As shown in Fig 1B and S1–S4 Movies, both TiMiPNet and TiMiGNet+ generated outputs that closely resembled the ground truth images for all the predicted tissue structures, indicating their effectiveness in accurately predicting the different components of liver tissue microstructure from the actin mesh images, even in the absence of paired images (i.e. TiMiGNet+). Next, we quantitatively evaluated the predictions of our models by comparing them with ground truth images acquired experimentally (Fig 1B). Fig 1C shows the Fréchet Inception Distance (FID) [34], a widely used measure that assesses the likeness between the images produced by a generative model and the real images (see Methods for details), for TiMiPNet and TiMiGNet+. We calculated the FID in the context of the entire images and by separately considering the background and foreground regions (S2A Fig). Whereas lower values show good predictive power, high ones indicate larger difference between the prediction and the ground truth. As shown in Fig 1C, both TiMiPNet and TiMiGNet show similar predictive levels for all structures (i.e. BC and Sinusoids). However, TiMiPNet+ (PSNR = 21.37 and SSIM = 0.664) over performs TiMiPNet (PSNR = 20.288 and SSIM = 0.620) when evaluated in the prediction of large structures such as Sinusoids (S3 Fig).

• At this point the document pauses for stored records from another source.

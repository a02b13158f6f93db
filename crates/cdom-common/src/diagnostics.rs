//! Diagnostic types and message lookup for name resolution.
//!
//! The resolver records diagnostics as data on the reference node; message
//! text is produced here from code-keyed templates when a front end renders
//! them.

use serde::Serialize;

// =============================================================================
// Diagnostic Types
// =============================================================================

/// Diagnostic category.
#[derive(Clone, Copy, Debug, PartialEq, Eq, Hash, Serialize)]
pub enum DiagnosticCategory {
    Warning = 0,
    Error = 1,
    Suggestion = 2,
    Message = 3,
}

impl DiagnosticCategory {
    /// Lower-case label used by text reporters.
    pub const fn label(self) -> &'static str {
        match self {
            Self::Warning => "warning",
            Self::Error => "error",
            Self::Suggestion => "suggestion",
            Self::Message => "message",
        }
    }
}

/// Related information for a diagnostic (e.g., a candidate declaration).
#[derive(Clone, Debug, PartialEq, Eq, Serialize)]
pub struct DiagnosticRelatedInformation {
    pub message_text: String,
    pub category: DiagnosticCategory,
    pub code: u32,
}

/// A rendered diagnostic with optional related information.
#[derive(Clone, Debug, PartialEq, Eq, Serialize)]
pub struct Diagnostic {
    /// Display path of the node the diagnostic is attached to
    pub location: String,
    pub message_text: String,
    pub category: DiagnosticCategory,
    pub code: u32,
    /// Related information (e.g. the candidates of an ambiguous match)
    #[serde(skip_serializing_if = "Vec::is_empty")]
    pub related_information: Vec<DiagnosticRelatedInformation>,
}

impl Diagnostic {
    /// Create a diagnostic from a registered code, formatting its template.
    ///
    /// Unknown codes fall back to the raw argument list so nothing is lost.
    #[must_use]
    pub fn from_code(
        location: String,
        code: u32,
        category: DiagnosticCategory,
        args: &[&str],
    ) -> Self {
        let message_text = match get_message_template(code) {
            Some(template) => format_message(template, args),
            None => args.join(" "),
        };
        Self {
            location,
            message_text,
            category,
            code,
            related_information: Vec::new(),
        }
    }

    /// Add related information to this diagnostic.
    #[must_use]
    pub fn with_related(mut self, message: String) -> Self {
        self.related_information.push(DiagnosticRelatedInformation {
            message_text: message,
            category: DiagnosticCategory::Message,
            code: 0,
        });
        self
    }

    pub fn is_error(&self) -> bool {
        self.category == DiagnosticCategory::Error
    }
}

/// Format a diagnostic message by replacing {0}, {1}, etc. with arguments.
#[must_use]
pub fn format_message(template: &str, args: &[&str]) -> String {
    let mut result = template.to_string();
    for (i, arg) in args.iter().enumerate() {
        result = result.replace(&format!("{{{i}}}"), arg);
    }
    result
}

/// A diagnostic message definition with code, category, and message template.
#[derive(Clone, Copy, Debug)]
pub struct DiagnosticMessage {
    pub code: u32,
    pub category: DiagnosticCategory,
    pub message: &'static str,
}

pub mod diagnostic_codes {
    pub const UNKNOWN_NAME: u32 = 1001;
    pub const AMBIGUOUS_MATCH: u32 = 1002;
    pub const SIGNATURE_MISMATCH: u32 = 1003;
    pub const UNRESOLVED_CAUSE: u32 = 1004;
    pub const INVALID_CATEGORY: u32 = 1005;
    pub const ARGUMENT_COUNT_MISMATCH: u32 = 1101;
    pub const ARGUMENT_TYPE_MISMATCH: u32 = 1102;
    pub const STATIC_MODE_MISMATCH: u32 = 1103;
    pub const TYPE_ARGUMENT_COUNT_MISMATCH: u32 = 1104;
    pub const CANNOT_INFER_TYPE_ARGUMENTS: u32 = 1105;
    pub const CONSTRAINT_VIOLATION: u32 = 1106;
    pub const REF_KIND_MISMATCH: u32 = 1107;
}

/// Registered message templates, keyed by code.
pub static DIAGNOSTIC_MESSAGES: &[DiagnosticMessage] = &[
    DiagnosticMessage {
        code: diagnostic_codes::UNKNOWN_NAME,
        category: DiagnosticCategory::Error,
        message: "The name '{0}' does not exist in the current context.",
    },
    DiagnosticMessage {
        code: diagnostic_codes::AMBIGUOUS_MATCH,
        category: DiagnosticCategory::Error,
        message: "The reference '{0}' is ambiguous between {1} candidates.",
    },
    DiagnosticMessage {
        code: diagnostic_codes::SIGNATURE_MISMATCH,
        category: DiagnosticCategory::Error,
        message: "No {1} named '{0}' matches the supplied arguments ({2} candidates).",
    },
    DiagnosticMessage {
        code: diagnostic_codes::UNRESOLVED_CAUSE,
        category: DiagnosticCategory::Warning,
        message: "'{0}' could not be matched because an argument is itself unresolved.",
    },
    DiagnosticMessage {
        code: diagnostic_codes::INVALID_CATEGORY,
        category: DiagnosticCategory::Error,
        message: "'{0}' is a {1} but is used like a {2}.",
    },
    DiagnosticMessage {
        code: diagnostic_codes::ARGUMENT_COUNT_MISMATCH,
        category: DiagnosticCategory::Message,
        message: "'{0}' does not take {1} arguments.",
    },
    DiagnosticMessage {
        code: diagnostic_codes::ARGUMENT_TYPE_MISMATCH,
        category: DiagnosticCategory::Message,
        message: "'{0}': argument {1} is not convertible to the parameter type.",
    },
    DiagnosticMessage {
        code: diagnostic_codes::STATIC_MODE_MISMATCH,
        category: DiagnosticCategory::Message,
        message: "'{0}' cannot be accessed with this static/instance mode.",
    },
    DiagnosticMessage {
        code: diagnostic_codes::TYPE_ARGUMENT_COUNT_MISMATCH,
        category: DiagnosticCategory::Message,
        message: "'{0}' requires {1} type arguments.",
    },
    DiagnosticMessage {
        code: diagnostic_codes::CANNOT_INFER_TYPE_ARGUMENTS,
        category: DiagnosticCategory::Message,
        message: "The type arguments for '{0}' cannot be inferred from the usage.",
    },
    DiagnosticMessage {
        code: diagnostic_codes::CONSTRAINT_VIOLATION,
        category: DiagnosticCategory::Message,
        message: "A type argument of '{0}' does not satisfy the constraint of type parameter {1}.",
    },
    DiagnosticMessage {
        code: diagnostic_codes::REF_KIND_MISMATCH,
        category: DiagnosticCategory::Message,
        message: "'{0}': argument {1} must be passed with the matching ref/out modifier.",
    },
];

/// Look up a diagnostic message definition by code.
///
/// Returns the `DiagnosticMessage` with template string containing `{0}`, `{1}`, etc. placeholders.
/// Use `format_message()` to fill in the placeholders.
#[must_use]
pub fn get_diagnostic_message(code: u32) -> Option<&'static DiagnosticMessage> {
    DIAGNOSTIC_MESSAGES.iter().find(|m| m.code == code)
}

/// Get the message template for a diagnostic code.
#[must_use]
pub fn get_message_template(code: u32) -> Option<&'static str> {
    get_diagnostic_message(code).map(|m| m.message)
}

#[cfg(test)]
#[path = "../tests/diagnostics_tests.rs"]
mod tests;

To ensure a more comprehensive evaluation of our predictions, we conducted extra extensive tests specifically targeting the accuracy of predicting the BC, also comparing the results of both models in 2D and 3D. For a rigorous quantitative assessment, we employed various well-known evaluation metrics (See methods, S2 Fig and S1 Table). These metrics enabled us to thoroughly analyze the performance of our predictions. Detailed information regarding these evaluations can be found in the Methods section and S2 Fig. Interestingly, our results showed no substantial differences between the 2D and 3D architectures, as depicted in S2 Fig and S1 Table. However, the computational times for training 3D models are much higher than the ones needed for 2D architectures, i.e. up to 3 times higher for similar results. It is noteworthy that the majority of errors were primarily concentrated near the large veins, as illustrated in S5 Fig, as sudden changes in the morphology of the structures (i.e. BC) could be the source of these errors. Remarkably, TiMiGNet+ consistently exhibited similar performance as other deep learning methods that require pairs of images for training such as TiMiPNet and Pix2Pix [35], as shown in S4A and S4B Fig. This indicates that both approaches are equally effective in predicting the components of liver tissue microstructure. However, it is worth mentioning that the major advantage of the TiMiGNet and TiMiGNet+ approach is its ability to generate accurate predictions without relying on paired images. This characteristic enhances its flexibility and practical applicability in various scenarios.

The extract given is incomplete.